Condensation forms in your home when warm, moist air comes into contact with a cool surface and loses the ability to hold as much water vapour. That water vapour is deposited onto the cool surface where it can either sit in the form of beads of water, or soak into the material where it can build up over time.
Some condensation is unavoidable, but in some homes, where there is insufficient air flow to allow the humid air to dissipate outdoors, condensation can build up to very high levels where it can cause damp to form and in turn, lead to mould growth that is not only unsightly, but also potentially damaging to your health.
Condensation itself is not a problem. It can be annoying to see a build-up of water droplets on your windows in the morning, or on bathroom walls and mirrors, but these are simply the signs that condensation is there in your home.

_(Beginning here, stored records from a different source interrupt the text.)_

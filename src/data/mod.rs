//! Window resolution and statistics over plugin results.
//!
//! ## Submodules
//!
//! - [`duration`]: Parsing of relative-time expressions (e.g., "2h", "1h 30m")
//! - [`window`]: Resolving `--since`/`--until`/`--step` into a [`TimeWindow`]
//! - [`series`]: The [`PluginResult`] sum type and its JSON classification
//! - [`stats`]: Min/max/mean over a single series
//! - [`summary`]: Flat, aggregate and per-label [`SeriesSummary`] computation
//!
//! ## Data Flow
//!
//! ```text
//! RangeOptions (raw strings)
//!        │
//!        ▼
//! resolve_window() ──▶ TimeWindow ──▶ Plugin::execute()
//!                                           │
//!                                           ▼
//!                                     PluginResult
//!                                           │
//!                                           ▼
//!                              summarize() ──▶ Vec<SeriesSummary>
//! ```

pub mod duration;
pub mod series;
pub mod stats;
pub mod summary;
pub mod window;

pub use series::{LabeledSeries, PluginResult, Series};
pub use stats::Statistics;
pub use summary::{summarize, SeriesSummary};
pub use window::{resolve_window, resolve_window_at, RangeOptions, TimeWindow};
use std::io::{self, Write};
use std::path::PathBuf;

use anyhow::Result;
use clap::Parser;
use tracing::Level;

use tsa::report::{self, Format};
use tsa::{App, PluginSettings, Settings};

#[derive(Parser, Debug)]
#[command(name = "tsa", version)]
#[command(about = "Runs a time-series analysis over a window fetched from a plugin")]
struct Args {
    /// Time to start computing stats. Relative to --until (e.g. "2h") or
    /// absolute (RFC 3339). Defaults to one hour before --until
    #[arg(long)]
    since: Option<String>,

    /// Time to stop computing stats. "now" (default), relative to now, or
    /// absolute (RFC 3339)
    #[arg(long)]
    until: Option<String>,

    /// Interval between each data point. Defaults to the larger of 1000
    /// points total, or 30
    #[arg(long)]
    step: Option<String>,

    /// Merge all labeled series into a single summary
    #[arg(long)]
    aggregate: bool,

    /// Report each labeled series separately, even if the config file
    /// enables aggregate mode
    #[arg(long, conflicts_with = "aggregate")]
    no_aggregate: bool,

    /// Read the plugin result from a JSON file ("-" for stdin)
    #[arg(short, long, conflicts_with = "exec")]
    file: Option<PathBuf>,

    /// Run a program as the plugin; it receives --start/--end/--step and
    /// prints JSON on stdout
    #[arg(short, long)]
    exec: Option<String>,

    /// Extra argument passed to the --exec program (repeatable)
    #[arg(short = 'a', long = "arg", requires = "exec", allow_hyphen_values = true)]
    args: Vec<String>,

    /// Config file with default options (TOML, YAML or JSON)
    #[arg(short, long)]
    config: Option<PathBuf>,

    /// Give up on the plugin after this long (e.g. "30s")
    #[arg(long)]
    timeout: Option<String>,

    /// Print summaries as JSON
    #[arg(long)]
    json: bool,

    /// Increase log verbosity (-v, -vv, -vvv)
    #[arg(short, long, action = clap::ArgAction::Count)]
    verbose: u8,
}

impl Args {
    /// Overlay command-line flags on top of loaded settings.
    fn apply(self, settings: &mut Settings) {
        if self.since.is_some() {
            settings.since = self.since;
        }
        if self.until.is_some() {
            settings.until = self.until;
        }
        if self.step.is_some() {
            settings.step = self.step;
        }
        if self.timeout.is_some() {
            settings.timeout = self.timeout;
        }
        if self.aggregate {
            settings.aggregate = true;
        } else if self.no_aggregate {
            settings.aggregate = false;
        }

        // A plugin chosen on the command line replaces the configured one
        if self.file.is_some() || self.exec.is_some() {
            settings.plugin = PluginSettings {
                file: self.file,
                exec: self.exec,
                args: self.args,
            };
        }
    }
}

fn init_logging(verbose: u8) {
    let level = match verbose {
        0 => Level::WARN,
        1 => Level::INFO,
        2 => Level::DEBUG,
        _ => Level::TRACE,
    };
    tracing_subscriber::fmt()
        .with_max_level(level)
        .with_writer(io::stderr)
        .init();
}

fn main() -> Result<()> {
    let args = Args::parse();
    init_logging(args.verbose);

    let format = if args.json { Format::Json } else { Format::Text };

    let mut settings = Settings::load(args.config.as_deref())?;
    args.apply(&mut settings);

    let app = App::from_settings(&settings)?;

    // Single fetch, no background work
    let rt = tokio::runtime::Builder::new_current_thread()
        .enable_all()
        .build()?;
    let summaries = rt.block_on(app.run())?;

    let mut stdout = io::stdout().lock();
    for line in report::render(&summaries, format)? {
        writeln!(stdout, "{}", line)?;
    }
    Ok(())
}
//! Rendering of summaries for standard output.
//!
//! Rendering is pure: these functions return lines/strings and the binary
//! decides where to write them.

use crate::data::SeriesSummary;

/// Output format for the final report.
#[derive(Debug, Clone, Copy, Default, PartialEq, Eq)]
pub enum Format {
    #[default]
    Text,
    Json,
}

/// Format one summary as `"<label>: Min: <min> Max: <max> Mean: <mean>"`.
///
/// The label segment is left out for unlabeled summaries.
pub fn format_summary(summary: &SeriesSummary) -> String {
    let stats = format!(
        "Min: {} Max: {} Mean: {}",
        summary.min, summary.max, summary.mean
    );
    match &summary.label {
        Some(label) => format!("{}: {}", label, stats),
        None => stats,
    }
}

/// One text line per summary, in the given order.
pub fn render_text(summaries: &[SeriesSummary]) -> Vec<String> {
    summaries.iter().map(format_summary).collect()
}

/// The summaries as a pretty-printed JSON array.
pub fn render_json(summaries: &[SeriesSummary]) -> serde_json::Result<String> {
    serde_json::to_string_pretty(summaries)
}

/// Render in the requested format as a list of output lines.
pub fn render(summaries: &[SeriesSummary], format: Format) -> serde_json::Result<Vec<String>> {
    match format {
        Format::Text => Ok(render_text(summaries)),
        Format::Json => render_json(summaries).map(|json| vec![json]),
    }
}

#[cfg(test)]
mod tests {
    use super::*;

    fn summary(label: Option<&str>, min: f64, max: f64, mean: f64) -> SeriesSummary {
        SeriesSummary {
            label: label.map(String::from),
            min,
            max,
            mean,
        }
    }

    #[test]
    fn test_unlabeled_line() {
        assert_eq!(
            format_summary(&summary(None, 1.0, 5.0, 3.0)),
            "Min: 1 Max: 5 Mean: 3"
        );
    }

    #[test]
    fn test_labeled_lines_keep_order() {
        let lines = render_text(&[
            summary(Some("a"), 1.0, 3.0, 2.0),
            summary(Some("b"), 10.0, 30.0, 20.0),
        ]);
        assert_eq!(
            lines,
            vec!["a: Min: 1 Max: 3 Mean: 2", "b: Min: 10 Max: 30 Mean: 20"]
        );
    }

    #[test]
    fn test_fractional_values() {
        assert_eq!(
            format_summary(&summary(Some("load"), -0.5, 2.25, 0.875)),
            "load: Min: -0.5 Max: 2.25 Mean: 0.875"
        );
    }

    #[test]
    fn test_json() {
        let json = render_json(&[
            summary(None, 1.0, 30.0, 11.0),
            summary(Some("a"), 1.0, 3.0, 2.0),
        ])
        .unwrap();
        let value: serde_json::Value = serde_json::from_str(&json).unwrap();
        assert_eq!(
            value,
            serde_json::json!([
                { "min": 1.0, "max": 30.0, "mean": 11.0 },
                { "label": "a", "min": 1.0, "max": 3.0, "mean": 2.0 }
            ])
        );

        let lines = render(&[summary(None, 1.0, 1.0, 1.0)], Format::Json).unwrap();
        assert_eq!(lines.len(), 1);
    }
}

The problems with condensation arise when insufficient action is taken to deal with it, and it is allowed to build up on porous surfaces where it can soak into material such as wood or plaster and cause damp problems.
These damp patches often form in cold corners or in places where there is little air flow such as behind furniture. As a result, you may not be aware that they are forming until mould begins to grow in the damp and you become aware of a stale mildew smell in the affected rooms.
The damp itself can damage the fabric of your home, causing wallpaper to peel, paint to flake off and plaster to crumble. This can mean a costly repair job to sort out the damage.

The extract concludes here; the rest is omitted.